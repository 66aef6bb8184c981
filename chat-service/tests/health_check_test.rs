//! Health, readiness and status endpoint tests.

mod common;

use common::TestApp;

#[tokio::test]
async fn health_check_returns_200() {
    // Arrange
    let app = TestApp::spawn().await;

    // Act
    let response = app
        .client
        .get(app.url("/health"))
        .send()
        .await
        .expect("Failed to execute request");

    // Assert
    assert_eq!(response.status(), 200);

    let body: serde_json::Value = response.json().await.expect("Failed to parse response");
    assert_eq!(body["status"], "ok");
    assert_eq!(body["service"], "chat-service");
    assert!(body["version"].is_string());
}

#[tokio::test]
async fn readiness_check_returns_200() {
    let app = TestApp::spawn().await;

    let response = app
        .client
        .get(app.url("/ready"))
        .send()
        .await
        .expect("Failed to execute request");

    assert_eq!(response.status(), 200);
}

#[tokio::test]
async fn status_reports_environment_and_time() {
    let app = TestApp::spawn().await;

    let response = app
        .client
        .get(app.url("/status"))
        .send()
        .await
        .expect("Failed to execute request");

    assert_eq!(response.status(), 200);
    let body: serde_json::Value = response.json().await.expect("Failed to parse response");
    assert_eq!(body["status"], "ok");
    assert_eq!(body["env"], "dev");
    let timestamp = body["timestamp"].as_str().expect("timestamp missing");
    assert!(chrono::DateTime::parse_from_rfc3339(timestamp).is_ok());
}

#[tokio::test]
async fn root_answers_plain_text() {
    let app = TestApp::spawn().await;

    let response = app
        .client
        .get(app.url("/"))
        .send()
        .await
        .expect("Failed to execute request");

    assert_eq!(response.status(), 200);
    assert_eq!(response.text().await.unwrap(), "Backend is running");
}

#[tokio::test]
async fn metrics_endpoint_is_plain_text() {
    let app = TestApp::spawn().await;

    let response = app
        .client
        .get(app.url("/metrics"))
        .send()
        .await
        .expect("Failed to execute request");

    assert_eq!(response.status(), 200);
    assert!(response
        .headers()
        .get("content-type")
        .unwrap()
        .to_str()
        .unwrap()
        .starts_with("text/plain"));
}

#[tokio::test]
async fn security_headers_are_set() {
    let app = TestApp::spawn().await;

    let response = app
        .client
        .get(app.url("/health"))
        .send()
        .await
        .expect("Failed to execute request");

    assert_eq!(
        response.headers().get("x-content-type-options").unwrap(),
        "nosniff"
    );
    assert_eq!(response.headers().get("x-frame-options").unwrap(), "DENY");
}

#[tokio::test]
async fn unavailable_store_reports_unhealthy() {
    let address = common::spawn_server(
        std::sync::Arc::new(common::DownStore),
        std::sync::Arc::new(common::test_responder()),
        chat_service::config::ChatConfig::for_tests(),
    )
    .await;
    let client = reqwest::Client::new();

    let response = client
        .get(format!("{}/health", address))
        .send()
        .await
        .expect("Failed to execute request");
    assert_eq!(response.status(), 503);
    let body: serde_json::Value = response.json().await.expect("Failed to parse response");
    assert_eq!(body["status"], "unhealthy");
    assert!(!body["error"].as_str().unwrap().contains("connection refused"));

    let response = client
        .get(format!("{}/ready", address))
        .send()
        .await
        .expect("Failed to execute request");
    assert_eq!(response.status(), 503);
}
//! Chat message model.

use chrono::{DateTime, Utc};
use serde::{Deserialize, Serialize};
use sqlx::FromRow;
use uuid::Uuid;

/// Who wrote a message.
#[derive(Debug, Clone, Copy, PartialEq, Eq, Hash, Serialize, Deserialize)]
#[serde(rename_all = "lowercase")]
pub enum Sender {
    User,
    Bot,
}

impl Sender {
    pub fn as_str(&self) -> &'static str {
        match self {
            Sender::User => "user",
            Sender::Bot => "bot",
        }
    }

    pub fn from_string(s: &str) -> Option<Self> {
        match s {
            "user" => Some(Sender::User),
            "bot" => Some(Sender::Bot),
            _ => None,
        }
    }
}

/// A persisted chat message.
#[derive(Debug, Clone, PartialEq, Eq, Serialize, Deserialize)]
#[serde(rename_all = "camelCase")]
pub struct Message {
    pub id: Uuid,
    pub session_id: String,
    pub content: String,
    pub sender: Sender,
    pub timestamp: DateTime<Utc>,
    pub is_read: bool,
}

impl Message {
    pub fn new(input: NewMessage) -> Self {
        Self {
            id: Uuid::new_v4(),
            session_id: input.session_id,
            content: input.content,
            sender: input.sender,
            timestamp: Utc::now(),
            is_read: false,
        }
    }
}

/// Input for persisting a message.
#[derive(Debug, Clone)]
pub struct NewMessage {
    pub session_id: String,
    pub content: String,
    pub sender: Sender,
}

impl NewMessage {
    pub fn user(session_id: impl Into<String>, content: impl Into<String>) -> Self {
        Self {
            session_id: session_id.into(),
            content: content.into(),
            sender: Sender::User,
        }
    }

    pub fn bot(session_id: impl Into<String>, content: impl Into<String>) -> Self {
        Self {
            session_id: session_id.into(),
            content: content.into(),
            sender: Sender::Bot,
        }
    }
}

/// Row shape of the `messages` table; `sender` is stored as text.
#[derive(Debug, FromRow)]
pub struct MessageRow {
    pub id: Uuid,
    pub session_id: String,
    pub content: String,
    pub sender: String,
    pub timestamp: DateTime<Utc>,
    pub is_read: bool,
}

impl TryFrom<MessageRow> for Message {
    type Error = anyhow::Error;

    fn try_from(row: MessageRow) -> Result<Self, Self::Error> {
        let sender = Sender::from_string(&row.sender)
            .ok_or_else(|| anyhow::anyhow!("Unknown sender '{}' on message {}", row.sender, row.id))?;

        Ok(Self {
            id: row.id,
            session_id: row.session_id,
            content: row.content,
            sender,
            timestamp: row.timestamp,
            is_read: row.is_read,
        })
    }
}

^^^^^^^^

• _TRY IT_: Repeat only the lines running from the line that contains "type Error = anyhow::Error;" through the last line above, inclusive.

• _SOLUTION FOR THIS PROBLEM_:
    type Error = anyhow::Error;

    fn try_from(row: MessageRow) -> Result<Self, Self::Error> {
        let sender = Sender::from_string(&row.sender)
            .ok_or_else(|| anyhow::anyhow!("Unknown sender '{}' on message {}", row.sender, row.id))?;

        Ok(Self {
            id: row.id,
            session_id: row.session_id,
            content: row.content,
            sender,
            timestamp: row.timestamp,
            is_read: row.is_read,
        })
    }
}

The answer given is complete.